• _TASK PROMPT_: For each line below that contains the word "struct", return that line.

++++++++++++++++++++

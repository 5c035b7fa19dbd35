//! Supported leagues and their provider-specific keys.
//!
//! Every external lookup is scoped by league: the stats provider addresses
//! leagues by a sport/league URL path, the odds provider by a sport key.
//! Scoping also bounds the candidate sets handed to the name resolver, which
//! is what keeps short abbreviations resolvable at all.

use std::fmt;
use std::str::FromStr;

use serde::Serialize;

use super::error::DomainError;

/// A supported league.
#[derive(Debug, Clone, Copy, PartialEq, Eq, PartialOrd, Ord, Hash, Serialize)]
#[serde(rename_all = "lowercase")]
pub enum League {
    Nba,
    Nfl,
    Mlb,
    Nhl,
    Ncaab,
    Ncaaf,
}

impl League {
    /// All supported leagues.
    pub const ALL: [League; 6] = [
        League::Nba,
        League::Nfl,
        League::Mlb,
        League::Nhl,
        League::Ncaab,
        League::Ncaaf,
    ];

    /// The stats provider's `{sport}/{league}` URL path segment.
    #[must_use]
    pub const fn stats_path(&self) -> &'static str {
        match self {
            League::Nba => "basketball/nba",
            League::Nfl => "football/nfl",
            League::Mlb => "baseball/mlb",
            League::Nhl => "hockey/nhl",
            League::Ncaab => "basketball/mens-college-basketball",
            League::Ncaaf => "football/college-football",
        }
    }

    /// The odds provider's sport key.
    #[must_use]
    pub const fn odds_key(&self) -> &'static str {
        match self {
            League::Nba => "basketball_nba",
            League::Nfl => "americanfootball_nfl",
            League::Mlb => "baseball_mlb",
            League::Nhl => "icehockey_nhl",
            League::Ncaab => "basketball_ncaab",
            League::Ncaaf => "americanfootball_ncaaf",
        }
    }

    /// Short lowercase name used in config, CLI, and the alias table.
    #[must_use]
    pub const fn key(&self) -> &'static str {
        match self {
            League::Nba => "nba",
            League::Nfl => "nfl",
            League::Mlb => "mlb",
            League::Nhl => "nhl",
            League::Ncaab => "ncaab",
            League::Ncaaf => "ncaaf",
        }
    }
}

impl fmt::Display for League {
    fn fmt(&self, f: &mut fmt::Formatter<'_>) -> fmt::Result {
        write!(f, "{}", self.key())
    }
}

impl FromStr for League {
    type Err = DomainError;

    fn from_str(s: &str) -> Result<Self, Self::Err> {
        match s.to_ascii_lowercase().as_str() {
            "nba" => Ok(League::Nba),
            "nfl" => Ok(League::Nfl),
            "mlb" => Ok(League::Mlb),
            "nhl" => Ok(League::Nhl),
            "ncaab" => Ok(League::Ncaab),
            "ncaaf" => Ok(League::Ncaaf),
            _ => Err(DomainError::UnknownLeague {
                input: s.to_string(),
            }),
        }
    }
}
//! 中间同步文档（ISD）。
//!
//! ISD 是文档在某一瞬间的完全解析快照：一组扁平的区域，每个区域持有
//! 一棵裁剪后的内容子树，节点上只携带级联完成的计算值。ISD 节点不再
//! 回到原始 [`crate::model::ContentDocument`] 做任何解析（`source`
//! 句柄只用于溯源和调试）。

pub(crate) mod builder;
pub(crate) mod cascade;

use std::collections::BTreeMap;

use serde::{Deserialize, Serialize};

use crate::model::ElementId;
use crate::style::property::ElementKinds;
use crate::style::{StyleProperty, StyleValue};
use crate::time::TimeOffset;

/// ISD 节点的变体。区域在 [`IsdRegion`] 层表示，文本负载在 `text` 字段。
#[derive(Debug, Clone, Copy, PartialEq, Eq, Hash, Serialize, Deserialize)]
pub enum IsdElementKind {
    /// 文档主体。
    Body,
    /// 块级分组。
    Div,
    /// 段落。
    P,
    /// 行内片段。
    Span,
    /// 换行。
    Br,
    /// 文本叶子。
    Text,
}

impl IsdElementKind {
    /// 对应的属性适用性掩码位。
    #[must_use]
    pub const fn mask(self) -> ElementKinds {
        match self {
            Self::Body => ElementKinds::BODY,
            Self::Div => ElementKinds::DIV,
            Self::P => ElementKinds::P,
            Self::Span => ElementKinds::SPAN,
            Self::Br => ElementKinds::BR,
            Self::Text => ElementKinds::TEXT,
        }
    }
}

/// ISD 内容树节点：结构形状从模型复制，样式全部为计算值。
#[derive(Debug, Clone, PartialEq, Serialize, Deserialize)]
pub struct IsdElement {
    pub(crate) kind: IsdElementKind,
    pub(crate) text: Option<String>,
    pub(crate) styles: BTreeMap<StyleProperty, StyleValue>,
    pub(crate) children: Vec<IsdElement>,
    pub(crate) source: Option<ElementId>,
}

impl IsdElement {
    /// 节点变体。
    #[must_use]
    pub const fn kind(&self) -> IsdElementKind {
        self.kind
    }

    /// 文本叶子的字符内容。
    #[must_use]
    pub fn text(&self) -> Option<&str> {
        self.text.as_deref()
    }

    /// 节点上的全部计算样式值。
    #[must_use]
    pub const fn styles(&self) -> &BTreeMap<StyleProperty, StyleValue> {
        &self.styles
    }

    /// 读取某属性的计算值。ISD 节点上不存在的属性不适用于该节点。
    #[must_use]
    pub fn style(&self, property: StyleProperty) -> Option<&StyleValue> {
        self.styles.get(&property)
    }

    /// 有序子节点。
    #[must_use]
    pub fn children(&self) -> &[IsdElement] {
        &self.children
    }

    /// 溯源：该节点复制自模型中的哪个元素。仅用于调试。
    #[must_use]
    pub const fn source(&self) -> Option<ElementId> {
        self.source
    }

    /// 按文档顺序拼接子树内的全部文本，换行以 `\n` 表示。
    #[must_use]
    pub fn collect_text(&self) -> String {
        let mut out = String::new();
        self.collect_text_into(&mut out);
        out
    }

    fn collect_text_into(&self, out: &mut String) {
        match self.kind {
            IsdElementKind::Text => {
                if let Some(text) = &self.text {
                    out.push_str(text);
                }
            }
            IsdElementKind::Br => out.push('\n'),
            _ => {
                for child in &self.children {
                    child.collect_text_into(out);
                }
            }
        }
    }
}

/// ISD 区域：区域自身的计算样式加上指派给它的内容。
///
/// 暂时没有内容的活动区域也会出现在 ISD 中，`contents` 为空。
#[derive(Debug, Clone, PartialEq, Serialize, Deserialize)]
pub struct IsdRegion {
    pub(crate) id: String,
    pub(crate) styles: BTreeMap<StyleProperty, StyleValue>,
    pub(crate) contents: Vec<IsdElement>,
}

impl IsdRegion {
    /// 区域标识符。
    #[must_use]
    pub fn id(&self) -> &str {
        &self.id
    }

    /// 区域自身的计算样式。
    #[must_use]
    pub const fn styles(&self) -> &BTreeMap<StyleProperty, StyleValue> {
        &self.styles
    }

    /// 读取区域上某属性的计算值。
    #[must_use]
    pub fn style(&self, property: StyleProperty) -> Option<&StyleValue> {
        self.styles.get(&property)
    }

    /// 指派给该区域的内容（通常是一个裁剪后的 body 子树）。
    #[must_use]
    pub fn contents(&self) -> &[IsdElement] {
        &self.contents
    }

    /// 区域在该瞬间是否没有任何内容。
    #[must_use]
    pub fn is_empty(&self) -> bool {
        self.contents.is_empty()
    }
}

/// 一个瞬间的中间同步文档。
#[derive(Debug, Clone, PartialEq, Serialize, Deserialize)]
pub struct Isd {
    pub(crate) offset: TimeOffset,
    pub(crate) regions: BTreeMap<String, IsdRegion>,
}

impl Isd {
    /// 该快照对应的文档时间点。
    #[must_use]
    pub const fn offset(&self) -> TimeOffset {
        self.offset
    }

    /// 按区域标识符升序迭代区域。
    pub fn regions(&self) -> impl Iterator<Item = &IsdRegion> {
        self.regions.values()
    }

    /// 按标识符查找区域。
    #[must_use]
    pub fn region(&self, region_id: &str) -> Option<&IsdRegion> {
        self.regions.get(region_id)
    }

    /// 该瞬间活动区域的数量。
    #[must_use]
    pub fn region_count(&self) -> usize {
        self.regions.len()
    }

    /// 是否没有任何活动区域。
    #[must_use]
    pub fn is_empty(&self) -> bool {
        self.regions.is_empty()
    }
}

++++++++++++++++++++

• _EXERCISE SOLUTION_:
pub struct IsdElement {
pub struct IsdRegion {
pub struct Isd {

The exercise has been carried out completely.